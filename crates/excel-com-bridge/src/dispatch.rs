//! Late-bound COM automation through `IDispatch`.
//!
//! Excel is driven the way VBScript drives it: every member is looked up by
//! name and invoked with VARIANT arguments. [`DispatchObject`] exposes the
//! three invocation kinds the bridge needs (property get, property put and
//! method call) on top of one `Invoke` wrapper.

#![cfg(windows)]

use std::mem::ManuallyDrop;
use std::ptr;

use windows::{
    core::{BSTR, GUID, HSTRING, PCWSTR},
    Win32::{
        Foundation::{DISP_E_EXCEPTION, VARIANT_BOOL},
        Globalization::GetSystemDefaultLCID,
        System::{
            Com::{
                CLSIDFromProgID, CoCreateInstance, IDispatch, CLSCTX_LOCAL_SERVER, DISPATCH_FLAGS,
                DISPATCH_METHOD, DISPATCH_PROPERTYGET, DISPATCH_PROPERTYPUT, DISPPARAMS, EXCEPINFO,
            },
            Ole::DISPID_PROPERTYPUT,
            Variant::{
                VARIANT, VT_BOOL, VT_BSTR, VT_DISPATCH, VT_EMPTY, VT_I2, VT_I4, VT_NULL, VT_R4,
                VT_R8,
            },
        },
    },
};

// VARIANT keeps its unions in ManuallyDrop; fields are set with ptr::write.

pub fn variant_bool(val: bool) -> VARIANT {
    unsafe {
        let mut v = VARIANT::default();
        let inner = &mut *v.Anonymous.Anonymous;
        ptr::write(&mut inner.vt, VT_BOOL);
        ptr::write(
            &mut inner.Anonymous.boolVal,
            VARIANT_BOOL(if val { -1 } else { 0 }),
        );
        v
    }
}

pub fn variant_i32(val: i32) -> VARIANT {
    unsafe {
        let mut v = VARIANT::default();
        let inner = &mut *v.Anonymous.Anonymous;
        ptr::write(&mut inner.vt, VT_I4);
        ptr::write(&mut inner.Anonymous.lVal, val);
        v
    }
}

pub fn variant_f64(val: f64) -> VARIANT {
    unsafe {
        let mut v = VARIANT::default();
        let inner = &mut *v.Anonymous.Anonymous;
        ptr::write(&mut inner.vt, VT_R8);
        ptr::write(&mut inner.Anonymous.dblVal, val);
        v
    }
}

pub fn variant_str(val: &str) -> VARIANT {
    unsafe {
        let bstr = BSTR::from(val);
        let mut v = VARIANT::default();
        let inner = &mut *v.Anonymous.Anonymous;
        ptr::write(&mut inner.vt, VT_BSTR);
        ptr::write(&mut inner.Anonymous.bstrVal, ManuallyDrop::new(bstr));
        v
    }
}

fn variant_vt(v: &VARIANT) -> u16 {
    unsafe { v.Anonymous.Anonymous.vt.0 }
}

pub fn variant_get_bool(v: &VARIANT) -> Option<bool> {
    unsafe {
        (v.Anonymous.Anonymous.vt == VT_BOOL)
            .then(|| v.Anonymous.Anonymous.Anonymous.boolVal.0 != 0)
    }
}

/// Any numeric VARIANT as f64.
pub fn variant_get_f64(v: &VARIANT) -> Option<f64> {
    unsafe {
        let vt = v.Anonymous.Anonymous.vt;
        let anon = &v.Anonymous.Anonymous.Anonymous;
        match vt {
            VT_R8 => Some(anon.dblVal),
            VT_R4 => Some(anon.fltVal as f64),
            VT_I4 => Some(anon.lVal as f64),
            VT_I2 => Some(anon.iVal as f64),
            _ => None,
        }
    }
}

/// Integral VARIANT as i32. Doubles are accepted when they hold a whole number.
pub fn variant_get_i32(v: &VARIANT) -> Option<i32> {
    unsafe {
        let vt = v.Anonymous.Anonymous.vt;
        let anon = &v.Anonymous.Anonymous.Anonymous;
        match vt {
            VT_I4 => Some(anon.lVal),
            VT_I2 => Some(anon.iVal as i32),
            _ => variant_get_f64(v)
                .filter(|n| n.fract() == 0.0 && *n >= i32::MIN as f64 && *n <= i32::MAX as f64)
                .map(|n| n as i32),
        }
    }
}

pub fn variant_get_string(v: &VARIANT) -> Option<String> {
    unsafe {
        (v.Anonymous.Anonymous.vt == VT_BSTR)
            .then(|| v.Anonymous.Anonymous.Anonymous.bstrVal.to_string())
    }
}

fn variant_get_dispatch(v: &VARIANT) -> Option<IDispatch> {
    unsafe {
        if v.Anonymous.Anonymous.vt == VT_DISPATCH {
            let disp: &Option<IDispatch> = &v.Anonymous.Anonymous.Anonymous.pdispVal;
            disp.clone()
        } else {
            None
        }
    }
}

pub fn variant_is_empty(v: &VARIANT) -> bool {
    unsafe {
        let vt = v.Anonymous.Anonymous.vt;
        vt == VT_EMPTY || vt == VT_NULL
    }
}

/// An `IDispatch` COM object.
#[derive(Clone)]
pub struct DispatchObject {
    inner: IDispatch,
}

impl DispatchObject {
    /// Create a COM object from a ProgID such as `"Excel.Application"`.
    pub fn create_from_progid(progid: &str) -> Result<Self, String> {
        unsafe {
            let hstr = HSTRING::from(progid);
            let clsid =
                CLSIDFromProgID(&hstr).map_err(|e| format!("CLSIDFromProgID failed: {e}"))?;
            let inner: IDispatch = CoCreateInstance(&clsid, None, CLSCTX_LOCAL_SERVER)
                .map_err(|e| format!("CoCreateInstance failed for '{progid}': {e}"))?;
            Ok(Self { inner })
        }
    }

    fn dispid(&self, name: &str) -> Result<i32, String> {
        let wide: Vec<u16> = name.encode_utf16().chain(std::iter::once(0)).collect();
        let names = [PCWSTR(wide.as_ptr())];
        let mut dispid = 0i32;
        unsafe {
            self.inner
                .GetIDsOfNames(
                    &GUID::zeroed(),
                    names.as_ptr(),
                    1,
                    GetSystemDefaultLCID(),
                    &mut dispid,
                )
                .map_err(|e| format!("GetIDsOfNames('{name}') failed: {e}"))?;
        }
        Ok(dispid)
    }

    /// `Invoke` with arguments in natural order (reversed here for DISPPARAMS).
    fn invoke(
        &self,
        name: &str,
        flags: DISPATCH_FLAGS,
        args: &[VARIANT],
    ) -> Result<VARIANT, String> {
        let dispid = self.dispid(name)?;
        let put = flags == DISPATCH_PROPERTYPUT;

        let mut reversed: Vec<VARIANT> = args.iter().rev().cloned().collect();
        let mut named = [DISPID_PROPERTYPUT];
        let params = DISPPARAMS {
            rgvarg: if reversed.is_empty() {
                ptr::null_mut()
            } else {
                reversed.as_mut_ptr()
            },
            rgdispidNamedArgs: if put {
                named.as_mut_ptr()
            } else {
                ptr::null_mut()
            },
            cArgs: reversed.len() as u32,
            cNamedArgs: u32::from(put),
        };

        let mut result = VARIANT::default();
        let mut except = EXCEPINFO::default();
        unsafe {
            self.inner
                .Invoke(
                    dispid,
                    &GUID::zeroed(),
                    GetSystemDefaultLCID(),
                    flags,
                    &params,
                    Some(&mut result),
                    Some(&mut except),
                    None,
                )
                .map_err(|e| format_invoke_error(e, &except, name))?;
        }
        Ok(result)
    }

    /// `obj.Name` or, with arguments, `obj.Name(args...)` as a property read.
    pub fn get(&self, name: &str, args: &[VARIANT]) -> Result<VARIANT, String> {
        self.invoke(name, DISPATCH_PROPERTYGET, args)
    }

    /// `obj.Name = value`
    pub fn put(&self, name: &str, value: VARIANT) -> Result<(), String> {
        self.invoke(name, DISPATCH_PROPERTYPUT, &[value]).map(|_| ())
    }

    /// `obj.Name(args...)` as a method call.
    pub fn call(&self, name: &str, args: &[VARIANT]) -> Result<VARIANT, String> {
        self.invoke(name, DISPATCH_METHOD, args)
    }

    /// Property read that must return an object.
    pub fn get_obj(&self, name: &str, args: &[VARIANT]) -> Result<DispatchObject, String> {
        let variant = self.get(name, args)?;
        extract_dispatch(&variant, name)
    }

    /// Method call that must return an object.
    pub fn call_obj(&self, name: &str, args: &[VARIANT]) -> Result<DispatchObject, String> {
        let variant = self.call(name, args)?;
        extract_dispatch(&variant, name)
    }

    /// Property read that must return an integer.
    pub fn get_i32(&self, name: &str) -> Result<i32, String> {
        let variant = self.get(name, &[])?;
        variant_get_i32(&variant).ok_or_else(|| {
            format!(
                "'{name}' returned non-integer VARIANT (VT={})",
                variant_vt(&variant)
            )
        })
    }

    /// Property read that must return a number.
    pub fn get_f64(&self, name: &str) -> Result<f64, String> {
        let variant = self.get(name, &[])?;
        variant_get_f64(&variant).ok_or_else(|| {
            format!(
                "'{name}' returned non-numeric VARIANT (VT={})",
                variant_vt(&variant)
            )
        })
    }
}

fn extract_dispatch(variant: &VARIANT, context: &str) -> Result<DispatchObject, String> {
    if let Some(inner) = variant_get_dispatch(variant) {
        Ok(DispatchObject { inner })
    } else if variant_is_empty(variant) {
        Err(format!("'{context}' returned empty/null"))
    } else {
        Err(format!(
            "'{context}' returned non-object VARIANT (VT={}), expected VT_DISPATCH",
            variant_vt(variant)
        ))
    }
}

/// Invoke error text, with EXCEPINFO details for `DISP_E_EXCEPTION`.
fn format_invoke_error(err: windows::core::Error, except: &EXCEPINFO, member_name: &str) -> String {
    if err.code() != DISP_E_EXCEPTION {
        return format!("Invoke('{member_name}') failed: {err}");
    }
    let desc = if except.bstrDescription.is_empty() {
        "(no description)".to_string()
    } else {
        except.bstrDescription.to_string()
    };
    format!("COM exception in '{member_name}': {desc}")
}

**WHAT IS NEEDED:** For the material above, state the number of lines that include the word "read". Leave out everything else.

**RESPONSE TO THIS TASK:** 4